Avec Anne Siegel, directrice de recherche au CNRS en informatique, directrice adjointe scientifique auprès de l’INS2I, l’institut du CNRS qui pilote les recherches en sciences informatiques et du numérique, et co-responsable du projet de bande dessinée « Les décodeuses du numérique ».
Fiche réalisée en partenariat avec Louis Derrac.
DÉMYSTIFIER L’IDÉE REÇUE
L’histoire de l’informatique est jalonnée de femmes !
De nombreuses chercheuses sont revenues sur l’histoire du numérique, et elles ont constaté que les fondatrices dans l’informatique, les pionnières, étaient... des femmes. Les premières codeuses étaient des femmes (Ada Lovelace conçoit le premier algorithme autour de 1850). Les premières thèses de doctorat en informatique ont été soutenues par des femmes, en France (Marion Créhange en 1961) et aux États-Unis (Mary Kenneth Keller en 1955).

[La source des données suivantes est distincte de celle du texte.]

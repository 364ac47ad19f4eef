use crate::error::{ConfigError, Result};
use crate::geometry::Rect;
use crate::layout::PanelLayout;
use crate::render::{Decor, Style, StyledLine};
use crate::terminal::Key;
use crate::width::fit;

use super::{KeyBindings, KeyOutcome, Panel, PanelCore, Viewport};

/// A named choice, optionally reachable with a single key.
#[derive(Debug, Clone, PartialEq, Eq)]
pub struct MenuOption {
    pub name: String,
    pub hotkey: Option<char>,
}

impl MenuOption {
    pub fn new(name: impl Into<String>) -> Self {
        Self {
            name: name.into(),
            hotkey: None,
        }
    }

    pub fn with_hotkey(name: impl Into<String>, hotkey: char) -> Self {
        Self {
            name: name.into(),
            hotkey: Some(hotkey),
        }
    }
}

#[derive(Debug, Clone, Copy, PartialEq, Eq)]
enum MenuAction {
    Up,
    Down,
    PageUp,
    PageDown,
    Home,
    End,
    Select,
    Hotkey(usize),
}

/// Scrollable list of options. Enter emits the selected option's name.
#[derive(Debug, Clone)]
pub struct Menu {
    core: PanelCore,
    options: Vec<MenuOption>,
    selected: usize,
    viewport: Viewport,
    bindings: KeyBindings<MenuAction>,
    select_style: Style,
}

impl Menu {
    pub fn new(options: Vec<MenuOption>) -> Result<Self> {
        if options.is_empty() {
            return Err(ConfigError::EmptyOptions("menu").into());
        }

        let mut bindings = KeyBindings::new();
        bindings.bind_all([
            (Key::Up, MenuAction::Up),
            (Key::Down, MenuAction::Down),
            (Key::PageUp, MenuAction::PageUp),
            (Key::PageDown, MenuAction::PageDown),
            (Key::Home, MenuAction::Home),
            (Key::End, MenuAction::End),
            (Key::Enter, MenuAction::Select),
        ])?;
        for (index, option) in options.iter().enumerate() {
            if let Some(hotkey) = option.hotkey {
                bindings.bind(Key::Char(hotkey), MenuAction::Hotkey(index))?;
            }
        }

        Ok(Self {
            core: PanelCore::new(),
            options,
            selected: 0,
            viewport: Viewport::new(),
            bindings,
            select_style: Style::plain().reversed(),
        })
    }

    pub fn with_layout(mut self, layout: PanelLayout) -> Result<Self> {
        self.core.set_layout(layout)?;
        Ok(self)
    }

    pub fn with_decor(mut self, decor: Decor) -> Result<Self> {
        self.core.set_decor(decor)?;
        Ok(self)
    }

    pub fn with_select_style(mut self, style: Style) -> Self {
        self.select_style = style;
        self
    }

    pub fn options(&self) -> &[MenuOption] {
        &self.options
    }

    pub fn selected(&self) -> &MenuOption {
        &self.options[self.selected]
    }

    fn select(&mut self, index: usize) {
        let total = self.options.len();
        self.selected = index.min(total - 1);
        self.viewport
            .reveal(self.selected, total, self.core.content_height());
    }
}

impl Panel for Menu {
    fn kind(&self) -> &'static str {
        "menu"
    }

    fn core(&self) -> &PanelCore {
        &self.core
    }

    fn core_mut(&mut self) -> &mut PanelCore {
        &mut self.core
    }

    fn draw(&self, area: Rect) -> Vec<StyledLine> {
        let base = self.core.decor().style;
        let width = area.width as usize;
        let rows: Vec<StyledLine> = self
            .options
            .iter()
            .enumerate()
            .map(|(index, option)| {
                let style = if index == self.selected {
                    base.patch(self.select_style)
                } else {
                    base
                };
                StyledLine::styled(fit(&option.name, width), style)
            })
            .collect();

        let mut viewport = self.viewport;
        viewport.reveal(self.selected, rows.len(), area.height as usize);
        viewport.lines(&rows, area.height as usize, area.width, base)
    }

    fn handle_key(&mut self, key: Key) -> Result<KeyOutcome> {
        let Some(action) = self.bindings.action(key) else {
            return Ok(KeyOutcome::Ignored);
        };

        let total = self.options.len();
        let height = self.core.content_height();
        match action {
            MenuAction::Select => return Ok(KeyOutcome::Emit(self.selected().name.clone())),
            MenuAction::Up => self.select(self.selected.saturating_sub(1)),
            MenuAction::Down => self.select(self.selected + 1),
            MenuAction::PageUp => {
                let page = self.viewport.page(total, height);
                self.select(self.selected.saturating_sub(page));
            }
            MenuAction::PageDown => {
                let page = self.viewport.page(total, height);
                self.select(self.selected + page);
            }
            MenuAction::Home => {
                self.viewport.home();
                self.select(0);
            }
            MenuAction::End => {
                self.viewport.end(total, height);
                self.select(total - 1);
            }
            MenuAction::Hotkey(index) => self.select(index),
        }
        self.core.mark_dirty();
        Ok(KeyOutcome::Handled)
    }

    fn clear_contents(&mut self) {
        self.selected = 0;
        self.viewport.home();
        self.core.mark_dirty();
    }

    fn active_keys(&self) -> Vec<Key> {
        self.bindings.keys()
    }
}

Dans les années 1950, les personnes qui faisaient du calcul et de l’informatique, étaient autant des femmes que des hommes. Mais c’était un temps où le domaine n’était pas très reconnu (peu de formations, peu d’argent). Puis est arrivé le micro-ordinateur dans les années 1980, qui a ouvert la voie à un potentiel de croissance économique énorme. À ce moment-là, le nombre de femmes est resté constant, mais comme l’a constaté Isabelle Collet dans ses recherches (voir son livre dans les ressources), « ce sont les hommes qui sont arrivés massivement », comme souvent dans l’histoire, la contribution des femmes a alors fait l’objet d’un processus d’invisibilisation.Le numérique, ce n’est pas que du code informatique
Autre facteur d’explication : la représentation de l’informatique a évolué dans les années 1980-1990. L’informatique et les algorithmes1, étaient en lien avec des formalismes mathématiques, assez abstraits et théoriques, sur lesquels les femmes investissaient de manière équivalente aux hommes. Lorsque le domaine est devenu beaucoup plus valorisé économiquement, les acteurs du domaine ont mis en avant des compétences beaucoup plus techniques, en lien avec le matériel ou le code. La perception de ces métiers dans notre société est alors devenue beaucoup plus masculine.
Il y a un imaginaire qui dit que puisque la programmation est valorisée, et bien payée, c’est un domaine réservé aux hommes. C’est évidemment faux. Un autre imaginaire dit que dans les entreprises du numérique, il est valorisé de mettre les « mains dans le cambouis, dans le code ». De manière contre-intuitive, Anne Siegel rappelle que « plus on est éloigné du clavier, plus on a de l’importance et de l’impact. Et plus on est payé » : ce n’est pas parce qu’on a les mains sur le clavier qu’on est le plus important. La conception d’un algorithme est plus importante que sa programmation sous forme de code et la manière d’en exploiter les résultats l’est encore plus.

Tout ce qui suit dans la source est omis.